I platani del viale dove abitualmente Francesco si recava a fare la sua breve passeggiata cominciavano a verdeggiare. L'inverno 1998-99 era stato molto rigido. Già a fine estate le prime stufe erano state accese ed in pratica l'autunno non si era fatto vedere. Anche la primavera aveva subito la stessa sceneggiata e ai primi di maggio occorreva ancora accendere i camini per scaldare un po' l'ambiente di sera.

        “Sono stato a Pistoia stamani - raccontava un amico - ed ho sofferto il caldo. Ma qui da noi, in montagna, sembra sempre essere in pieno inverno e siamo già alla fine di Aprile”.

        In effetti, l'anno precedente, si era passati bruscamente dall'estate all'inverno. L'autunno non  si era visto e già in settembre le prime stufe erano state accese. Con il nuovo anno le cose non erano cambiate. Il 1999 anzi, sulla montagna pistoiese, era stato freddissimo, la neve era caduta più volte facendo la felicità degli appassionati che si recavano a sciare all'Abetone, e l'arrivo della primavera aveva sì mitigato il clima ma non al punto di non aver bisogno di intiepidire gli ambienti sia al mattino che la sera.

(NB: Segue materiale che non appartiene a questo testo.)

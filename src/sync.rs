use chrono::{Local, NaiveDate};
use log::{error, info, warn};
use serde::Serialize;
use std::sync::Arc;
use std::time::{Duration, Instant};
use tokio::sync::{Mutex, MutexGuard};
use tokio::task::JoinHandle;

use crate::config::SyncSettings;
use crate::error::{ArchiveError, Result};
use crate::filename::date_folder;
use crate::index::MetadataIndex;
use crate::lister::{list_recordings, ListedObject};
use crate::store::RecordingStore;

/// Summary of one sync run
#[derive(Debug, Clone, Default, Serialize)]
#[serde(rename_all = "camelCase")]
pub struct SyncReport {
    pub indexed_count: usize,
    pub duration_seconds: f64,
    /// Date folders (`M_D_YYYY`) whose listing or indexing failed
    pub failed_days: Vec<String>,
}

/// Result of a sync attempt that does not wait for a running sync
#[derive(Debug)]
pub enum SyncOutcome {
    Completed(SyncReport),
    /// Another sync was already in progress
    Skipped,
}

/// Keeps the metadata index in step with the recordings in the store.
///
/// Runs are serialized: on-demand syncs wait for the running one, the
/// periodic timer skips its tick instead.
pub struct SyncEngine {
    index: Arc<MetadataIndex>,
    store: Arc<RecordingStore>,
    settings: SyncSettings,
    run_lock: Mutex<()>,
}

impl SyncEngine {
    pub fn new(index: Arc<MetadataIndex>, store: Arc<RecordingStore>, settings: SyncSettings) -> Self {
        Self {
            index,
            store,
            settings,
            run_lock: Mutex::new(()),
        }
    }

    /// Index every date folder in the inclusive range `start..=end`.
    ///
    /// A day that fails is logged and reported in `failed_days`; the
    /// remaining days still run.
    pub async fn sync_date_range(&self, start: NaiveDate, end: NaiveDate) -> Result<SyncReport> {
        if start > end {
            return Err(ArchiveError::InvalidRequest(format!(
                "start date {} is after end date {}",
                start, end
            )));
        }
        let guard = self.run_lock.lock().await;
        Ok(self.sync_date_range_locked(&guard, start, end).await)
    }

    /// Index the whole recordings root in batches
    pub async fn sync_all(&self) -> Result<SyncReport> {
        let _guard = self.run_lock.lock().await;
        let started = Instant::now();
        let root = self.store.recordings_subprefix("");
        info!("[Sync] Full sync of '{}' started", root);

        let objects = list_recordings(self.store.inner().as_ref(), &root).await?;
        info!("[Sync] Found {} recordings", objects.len());

        let batch_size = self.settings.batch_size.max(1);
        let batch_count = objects.len().div_ceil(batch_size);
        let mut indexed_count = 0usize;

        for (idx, batch) in objects.chunks(batch_size).enumerate() {
            indexed_count += self
                .index
                .upsert_batch(batch, self.store.recordings_prefix())
                .await?;
            info!(
                "[Sync] Batch {}/{}: {} indexed so far",
                idx + 1,
                batch_count,
                indexed_count
            );
            if idx + 1 < batch_count && !self.settings.batch_pause().is_zero() {
                tokio::time::sleep(self.settings.batch_pause()).await;
            }
        }

        let report = SyncReport {
            indexed_count,
            duration_seconds: started.elapsed().as_secs_f64(),
            failed_days: Vec::new(),
        };
        info!(
            "[Sync] Full sync finished: {} files in {:.1}s",
            report.indexed_count, report.duration_seconds
        );
        Ok(report)
    }

    /// Index today's folder (local date)
    pub async fn sync_current_day(&self) -> Result<SyncReport> {
        let today = Local::now().date_naive();
        self.sync_date_range(today, today).await
    }

    /// Index today's folder unless another sync is running
    pub async fn try_sync_current_day(&self) -> SyncOutcome {
        let Ok(guard) = self.run_lock.try_lock() else {
            info!("[Sync] Another sync is in progress, skipping");
            return SyncOutcome::Skipped;
        };
        let today = Local::now().date_naive();
        SyncOutcome::Completed(self.sync_date_range_locked(&guard, today, today).await)
    }

    /// Run the current-day sync every `interval`, starting immediately
    pub fn spawn_periodic_sync(self: Arc<Self>, interval: Duration) -> JoinHandle<()> {
        info!("[Sync] Periodic current-day sync every {}s", interval.as_secs());
        tokio::spawn(async move {
            let mut ticker = tokio::time::interval(interval);
            ticker.set_missed_tick_behavior(tokio::time::MissedTickBehavior::Skip);
            loop {
                ticker.tick().await;
                match self.try_sync_current_day().await {
                    SyncOutcome::Completed(report) if !report.failed_days.is_empty() => {
                        warn!("[Sync] Periodic sync failed for {:?}", report.failed_days);
                    }
                    SyncOutcome::Completed(report) => {
                        info!(
                            "[Sync] Periodic sync indexed {} files in {:.1}s",
                            report.indexed_count, report.duration_seconds
                        );
                    }
                    SyncOutcome::Skipped => {}
                }
            }
        })
    }

    async fn sync_date_range_locked(
        &self,
        _guard: &MutexGuard<'_, ()>,
        start: NaiveDate,
        end: NaiveDate,
    ) -> SyncReport {
        let started = Instant::now();
        let mut report = SyncReport::default();

        for day in start.iter_days().take_while(|d| *d <= end) {
            let folder = date_folder(day);
            match self.sync_day(&folder).await {
                Ok(count) => {
                    report.indexed_count += count;
                }
                Err(e) => {
                    error!("[Sync] Failed to sync {}: {}", folder, e);
                    report.failed_days.push(folder);
                }
            }
        }

        report.duration_seconds = started.elapsed().as_secs_f64();
        info!(
            "[Sync] {}..{}: {} files indexed in {:.1}s ({} failed days)",
            start,
            end,
            report.indexed_count,
            report.duration_seconds,
            report.failed_days.len()
        );
        report
    }

    async fn sync_day(&self, folder: &str) -> Result<usize> {
        let prefix = self.store.recordings_subprefix(folder);
        let objects: Vec<ListedObject> = list_recordings(self.store.inner().as_ref(), &prefix).await?;
        let mut count = 0usize;
        for batch in objects.chunks(self.settings.batch_size.max(1)) {
            count += self
                .index
                .upsert_batch(batch, self.store.recordings_prefix())
                .await?;
        }
        Ok(count)
    }
}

Era passato da qualche giorno il primo maggio ma il cielo era ancora coperto e non prometteva  nulla di buono.

        Questi erano anche i commenti che Francesco brontolava tra sé mentre percorreva il viale dove abitualmente faceva quattro passi al mattino ed al pomeriggio, pioggia permettendo.

        Il viale di cui parlo esiste davvero ed è a Maresca, una frazione del Comune di San Marcello Pistoiese. Maresca è una località turistica, molto frequentata, soprattutto in estate, dai pianigiani (così i montanini chiamano gli abitanti di Firenze, Pistoia o Prato e degli altri comuni della pianura ai piedi dell'appennino tosco-emiliano). Questi si riversano a frotte in questa località che garantisce, nel periodo estivo, condizioni climatiche eccellenti e distensive passeggiate nella sua rigogliosa Foresta del Teso o percorrendo i sentieri che conducono soprattutto al Lago Scaffaiolo ed alle altre località di montagna, attrezzate con impianti di risalita che permettono agli amanti dello ski di praticare questo sport nel periodo invernale.

        La neve copriva ancora le alte cime che sovrastano la Foresta del Teso  ed è ancor oggi ben visibile anche da Campo Tizzoro, un'altra frazione distante qualche chilometro da Maresca, contribuendo in una certa misura a mantenere l'aria ancora frizzante.

         Francesco aveva compiuto 86 anni il 5 maggio. La sua vita non era stata tra le più facili. Si era sorbito tutte le guerre che dal 1936 al 1943 l'Italia aveva vissuto. Da giovane, ancora prima di sposarsi, era stato in Africa Orientale, poi in Somalia e in Eritrea. Inviato in congedo, fu di nuovo  richiamato sorbendosi anche le campagne di Grecia e di Albania. E dopo l'armistizio del 1943, mentre era in Montenegro, piuttosto che andare con i tedeschi preferì andare con i partigiani di Tito.

        Raccontava poco di quello che aveva dovuto sopportare. Ma ogni tanto qualcosa gli sfuggiva e si vedeva chiaramente che non voleva ricordare o che, comunque, cercava di non ricordare.

        “Ma in Montenegro, per mangiare, come facevi nonno”, ogni tanto gli chiedeva il nipote.

        “Ci si arrangiava” - rispondeva. “Alle volte si trovava qualche capra, si uccideva e si mangiava cruda”.

        “Cruda?” - esclamava meravigliato il nipote.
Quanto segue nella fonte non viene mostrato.